While TikTok has proven to consistently drive song consumption for artists of all sizes — something Anokute doesn’t refute — he also says even TikTok isn’t a guarantee anymore, and he has found success on other platforms like IG Reels.
“It’s not as easy to break a song on TikTok as you’d think it is. You can pay $100,000 for a TikTok influencer campaign and it still might not work out,” he says. “What’s happening with Instagram Reels is significant; it’s bringing opportunity to develop songs. I’ve got artists with growth on Instagram up 500 percent in the last month, with videos with millions of views. Seeing which songs [break] without TikTok, it’s separating the good from the great. At the end of the day, the music industry is three minutes and 33 seconds. People can connect the dots to find songs; we don’t have to sing and dance for our supper.”
How Does This End?
If history is any indication, this fight most likely ends with a new deal, though it’s unclear when that happens.
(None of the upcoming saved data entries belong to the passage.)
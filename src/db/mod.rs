// SPDX-License-Identifier: MIT

//! Database layer (Firestore, with an in-memory backend for tests).

pub mod firestore;

pub use firestore::Db;

/// Collection names as constants.
pub mod collections {
    pub const USERS: &str = "users";
    pub const INTERVIEWS: &str = "interviews";
}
This is far from the first dispute between a major music company and a tech giant. YouTube was a scourge to the music business for years, with the major labels claiming in the 2010s that the video giant didn’t pay enough in royalties and didn’t do nearly enough to handle unauthorized user-generated content on the platform, a similar argument to what UMG said about TikTok yesterday.
Who comes out on top by the end of this fight, however, remains to be seen.